PD Tak Khawatir Partai Oposisi Bertambah

- detikNews
Rabu, 02 Mar 2011 14:47 WIB
Jakarta - Presiden SBY menegaskan parpol anggota koalisi yang tidak lagi bersedia mematuhi kesepakatan harus hengkang dari koalisi. Masalahnya bila ada mitra koalisi yang mundur, otomatis kekuatan oposisi di parlemen bertambah dan berpotensi menghambat program pemerintah.

Partai Demokrat (PD) sepenuhnya menyadari risiko tersebut. Tapi tidak terlalu merisaukannya sepanjang pemerintahan SBY konsisten meluncurkan program-program pembangunan pro rakyat.

"Kami tidak takut oposisi. Kami lebih takut kehilangan dukungan rakyat," kata Ketua DPP PD, Amir Syamsuddin, kepada detikcom, Rabu (2/3/2011).

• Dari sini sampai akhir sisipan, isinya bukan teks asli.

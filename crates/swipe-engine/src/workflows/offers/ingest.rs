use std::collections::HashSet;
use std::io::Read;
use std::path::Path;

use chrono::{DateTime, NaiveDate};
use serde::{Deserialize, Deserializer};

use super::domain::{AdDraft, AdStatus, ImportedAd};

#[derive(Debug, thiserror::Error)]
pub enum IngestError {
    #[error("failed to read ad export: {0}")]
    Io(#[from] std::io::Error),
    #[error("invalid ad CSV data: {0}")]
    Csv(#[from] csv::Error),
    #[error("invalid ad JSON data: {0}")]
    Json(#[from] serde_json::Error),
}

/// Identity used to spot the same creative imported twice. The body is the main text, or
/// the headline for headline-only ads.
#[derive(Debug, Clone, PartialEq, Eq, Hash)]
pub struct DuplicateKey {
    advertiser: String,
    body: String,
}

impl DuplicateKey {
    pub fn new(page_or_advertiser: &str, body: &str) -> Self {
        Self {
            advertiser: normalize_text(page_or_advertiser),
            body: normalize_text(body),
        }
    }

    pub fn for_ad(ad: &ImportedAd) -> Self {
        Self::new(&ad.page_or_advertiser, body_of(&ad.main_text, &ad.headline))
    }

    pub fn for_draft(draft: &AdDraft) -> Self {
        Self::new(
            draft.page_or_advertiser.as_deref().unwrap_or_default(),
            body_of(
                draft.main_text.as_deref().unwrap_or_default(),
                draft.headline.as_deref().unwrap_or_default(),
            ),
        )
    }
}

fn body_of<'a>(main_text: &'a str, headline: &'a str) -> &'a str {
    if main_text.trim().is_empty() {
        headline
    } else {
        main_text
    }
}

pub(crate) fn normalize_text(value: &str) -> String {
    let cleaned = value.replace(['\u{feff}', '\u{200b}', '\u{200c}', '\u{200d}'], "");
    cleaned
        .split_whitespace()
        .collect::<Vec<_>>()
        .join(" ")
        .to_lowercase()
}

/// Result of splitting a batch into fresh drafts and ones already known.
#[derive(Debug, Default)]
pub struct DedupOutcome {
    pub fresh: Vec<AdDraft>,
    pub duplicates: Vec<AdDraft>,
    pub empty: Vec<AdDraft>,
}

/// Drop drafts whose advertiser and body already exist in the corpus or earlier in the batch.
pub fn partition_new(existing: &[ImportedAd], drafts: Vec<AdDraft>) -> DedupOutcome {
    let mut seen: HashSet<DuplicateKey> = existing.iter().map(DuplicateKey::for_ad).collect();
    let mut outcome = DedupOutcome::default();

    for draft in drafts {
        if !draft.has_text() {
            outcome.empty.push(draft);
            continue;
        }
        if seen.insert(DuplicateKey::for_draft(&draft)) {
            outcome.fresh.push(draft);
        } else {
            outcome.duplicates.push(draft);
        }
    }

    outcome
}

/// Parse an ad-library style CSV export.
pub fn parse_csv<R: Read>(reader: R) -> Result<Vec<AdDraft>, IngestError> {
    let mut csv_reader = csv::ReaderBuilder::new()
        .trim(csv::Trim::All)
        .flexible(true)
        .from_reader(reader);
    let mut drafts = Vec::new();

    for record in csv_reader.deserialize::<AdRow>() {
        let row = record?;
        drafts.push(row.into_draft());
    }

    Ok(drafts)
}

pub fn parse_csv_path<P: AsRef<Path>>(path: P) -> Result<Vec<AdDraft>, IngestError> {
    let file = std::fs::File::open(path)?;
    parse_csv(file)
}

/// Parse a JSON array of drafts, as produced by external search results.
pub fn parse_json<R: Read>(reader: R) -> Result<Vec<AdDraft>, IngestError> {
    Ok(serde_json::from_reader(reader)?)
}

pub fn parse_json_path<P: AsRef<Path>>(path: P) -> Result<Vec<AdDraft>, IngestError> {
    let file = std::fs::File::open(path)?;
    parse_json(std::io::BufReader::new(file))
}

#[derive(Debug, Deserialize)]
struct AdRow {
    #[serde(rename = "Page", alias = "Advertiser", default, deserialize_with = "empty_string_as_none")]
    page: Option<String>,
    #[serde(rename = "Text", alias = "Ad Text", default, deserialize_with = "empty_string_as_none")]
    text: Option<String>,
    #[serde(rename = "Headline", default, deserialize_with = "empty_string_as_none")]
    headline: Option<String>,
    #[serde(rename = "Link", alias = "URL", default, deserialize_with = "empty_string_as_none")]
    link: Option<String>,
    #[serde(rename = "Platform", default, deserialize_with = "empty_string_as_none")]
    platform: Option<String>,
    #[serde(rename = "Status", default, deserialize_with = "empty_string_as_none")]
    status: Option<String>,
    #[serde(rename = "Country", default, deserialize_with = "empty_string_as_none")]
    country: Option<String>,
    #[serde(rename = "Start Date", default, deserialize_with = "empty_string_as_none")]
    start_date: Option<String>,
}

impl AdRow {
    fn into_draft(self) -> AdDraft {
        AdDraft {
            page_or_advertiser: self.page,
            main_text: self.text,
            headline: self.headline,
            link: self.link,
            platform: self.platform,
            status: self.status.as_deref().map(AdStatus::parse_lenient),
            country: self.country,
            start_date: self.start_date.as_deref().and_then(parse_date),
            ..AdDraft::default()
        }
    }
}

fn empty_string_as_none<'de, D>(deserializer: D) -> Result<Option<String>, D::Error>
where
    D: Deserializer<'de>,
{
    let opt = Option::<String>::deserialize(deserializer)?;
    Ok(opt.filter(|value| !value.trim().is_empty()))
}

fn parse_date(value: &str) -> Option<NaiveDate> {
    let trimmed = value.trim();
    if trimmed.is_empty() {
        return None;
    }

    if let Ok(date) = NaiveDate::parse_from_str(trimmed, "%Y-%m-%d") {
        return Some(date);
    }

    if let Ok(dt) = DateTime::parse_from_rfc3339(trimmed) {
        return Some(dt.date_naive());
    }

    NaiveDate::parse_from_str(trimmed, "%d/%m/%Y").ok()
}
use crate::infra::AppState;
use axum::http::{header, StatusCode};
use axum::response::IntoResponse;
use axum::Extension;
use axum::Json;
use serde_json::json;
use std::sync::Arc;
use swipe_engine::workflows::offers::{offer_router, AdRepository, OfferResearchService};

pub(crate) fn with_offer_routes<R>(service: Arc<OfferResearchService<R>>) -> axum::Router
where
    R: AdRepository + 'static,
{
    offer_router(service)
        .route("/health", axum::routing::get(healthcheck))
        .route("/ready", axum::routing::get(readiness_endpoint))
        .route("/metrics", axum::routing::get(metrics_endpoint))
}

pub(crate) async fn healthcheck() -> Json<serde_json::Value> {
    Json(json!({ "status": "ok" }))
}

pub(crate) async fn readiness_endpoint(Extension(state): Extension<AppState>) -> impl IntoResponse {
    let ready = state.readiness.load(std::sync::atomic::Ordering::Relaxed);
    let status = if ready {
        StatusCode::OK
    } else {
        StatusCode::SERVICE_UNAVAILABLE
    };

    let payload = if ready {
        json!({ "status": "ready" })
    } else {
        json!({ "status": "initializing" })
    };

    (status, Json(payload))
}

pub(crate) async fn metrics_endpoint(Extension(state): Extension<AppState>) -> impl IntoResponse {
    (
        StatusCode::OK,
        [(header::CONTENT_TYPE, "text/plain; version=0.0.4")],
        state.metrics.render(),
    )
}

SCROLL TO CONTINUE WITH CONTENT

Menurut dia, dengan dukungan rakyat yang sedemikian besar terhadap Presiden SBY dengan segala program pembangunan pro-rakyat, justru akan sangat sulit bagi pihak oposisi untuk mempermasalahkannya. Setiap kegaduhan politik akan ditanggapi negatif oleh rakyat yang dampaknya dirasakan oleh parpol yang menyulutnya.

"Bila ada program pro-rakyat yang dipersulit di parlemen, rakyat akan tahu parpol mana saja yang mempersulit. Rakyat akan menjadi hakimnya di 2014 nanti," papar Amir.

Lebih lanjut mantan Sekjen DPP PD ini menyesalkan tanggapan sejumlah politisi parpol mitra koalisi terhadap pidato Presiden SBY. Masih saja ada yang memandang enteng penyampaian Presiden SBY dan terus mengeluarkan pernyataan serangan terhadap PD.

"Mereka mengomentari pidato Presiden SBY sebagai kekanakan dan menganggapnya enteng, ini kan bentuk pelecehan baru. Presiden SBY meminta agar tidak ada lagi pernyataan saling serang, tapi kalau mereka memulai ya dengan sangat menyesal kami harus melayaninya," ujar Amir.